* **WHAT TO WORK ON**: Repeat the records exactly. Every line must match.

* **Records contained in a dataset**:
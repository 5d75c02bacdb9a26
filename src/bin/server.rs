//! JsonDB Server Binary
//!
//! Starts the TCP server for JsonDB.

use std::sync::Arc;

use clap::Parser;
use jsondb::network::Server;
use jsondb::{Config, Engine};
use tracing_subscriber::{fmt, EnvFilter};

/// JsonDB Server
#[derive(Parser, Debug)]
#[command(name = "jsondb-server")]
#[command(about = "Networked JSON document store with nested key paths")]
#[command(version)]
struct Args {
    /// Listen address (host:port)
    #[arg(short, long, default_value = "127.0.0.1:23456")]
    listen: String,

    /// JSON file holding the store
    #[arg(short, long, default_value = "./data/db.json")]
    db_file: String,

    /// Keep the store in memory instead of a file
    #[arg(long, conflicts_with = "db_file")]
    in_memory: bool,

    /// Number of connection worker threads
    #[arg(short, long, default_value = "4")]
    workers: usize,

    /// Read/write timeout per connection in milliseconds (0 disables)
    #[arg(short, long, default_value = "5000")]
    timeout_ms: u64,
}

fn main() {
    // Initialize tracing/logging
    let filter = EnvFilter::try_from_default_env()
        .unwrap_or_else(|_| EnvFilter::new("info,jsondb=debug"));

    fmt()
        .with_env_filter(filter)
        .with_target(true)
        .with_thread_ids(true)
        .init();

    let args = Args::parse();

    tracing::info!("JsonDB Server v{}", jsondb::VERSION);
    tracing::info!("Listen address: {}", args.listen);

    // Build config from args
    let builder = Config::builder()
        .listen_addr(&args.listen)
        .worker_threads(args.workers)
        .read_timeout_ms(args.timeout_ms)
        .write_timeout_ms(args.timeout_ms);

    let config = if args.in_memory {
        builder.in_memory().build()
    } else {
        builder.db_file(&args.db_file).build()
    };

    // Open engine
    let engine = match Engine::open(&config) {
        Ok(e) => Arc::new(e),
        Err(e) => {
            tracing::error!("Failed to open store: {}", e);
            std::process::exit(1);
        }
    };

    tracing::info!("Store initialized successfully");

    let server = match Server::bind(config, engine) {
        Ok(server) => server,
        Err(e) => {
            tracing::error!("Failed to start server: {}", e);
            std::process::exit(1);
        }
    };

    println!("Server started!");

    if let Err(e) = server.run() {
        tracing::error!("Server error: {}", e);
        std::process::exit(1);
    }
}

* **RESPONSE AREA**:
repository 5d75c02bacdb9a26
filename src/bin/server.rs
//! JsonDB Server Binary
//!
//! Starts the TCP server for JsonDB.

use std::sync::Arc;

use clap::Parser;
use jsondb::network::Server;
use jsondb::{Config, Engine};
use tracing_subscriber::{fmt, EnvFilter};

/// JsonDB Server
#[derive(Parser, Debug)]
#[command(name = "jsondb-server")]
#[command(about = "Networked JSON document store with nested key paths")]
#[command(version)]
struct Args {
    /// Listen address (host:port)
    #[arg(short, long, default_value = "127.0.0.1:23456")]
    listen: String,

    /// JSON file holding the store
    #[arg(short, long, default_value = "./data/db.json")]
    db_file: String,

    /// Keep the store in memory instead of a file
    #[arg(long, conflicts_with = "db_file")]
    in_memory: bool,

    /// Number of connection worker threads
    #[arg(short, long, default_value = "4")]
    workers: usize,

    /// Read/write timeout per connection in milliseconds (0 disables)
    #[arg(short, long, default_value = "5000")]
    timeout_ms: u64,
}

fn main() {
    // Initialize tracing/logging
    let filter = EnvFilter::try_from_default_env()
        .unwrap_or_else(|_| EnvFilter::new("info,jsondb=debug"));

    fmt()
        .with_env_filter(filter)
        .with_target(true)
        .with_thread_ids(true)
        .init();

    let args = Args::parse();

    tracing::info!("JsonDB Server v{}", jsondb::VERSION);
    tracing::info!("Listen address: {}", args.listen);

    // Build config from args
    let builder = Config::builder()
        .listen_addr(&args.listen)
        .worker_threads(args.workers)
        .read_timeout_ms(args.timeout_ms)
        .write_timeout_ms(args.timeout_ms);

    let config = if args.in_memory {
        builder.in_memory().build()
    } else {
        builder.db_file(&args.db_file).build()
    };

    // Open engine
    let engine = match Engine::open(&config) {
        Ok(e) => Arc::new(e),
        Err(e) => {
            tracing::error!("Failed to open store: {}", e);
            std::process::exit(1);
        }
    };

    tracing::info!("Store initialized successfully");

    let server = match Server::bind(config, engine) {
        Ok(server) => server,
        Err(e) => {
            tracing::error!("Failed to start server: {}", e);
            std::process::exit(1);
        }
    };

    println!("Server started!");

    if let Err(e) = server.run() {
        tracing::error!("Server error: {}", e);
        std::process::exit(1);
    }
}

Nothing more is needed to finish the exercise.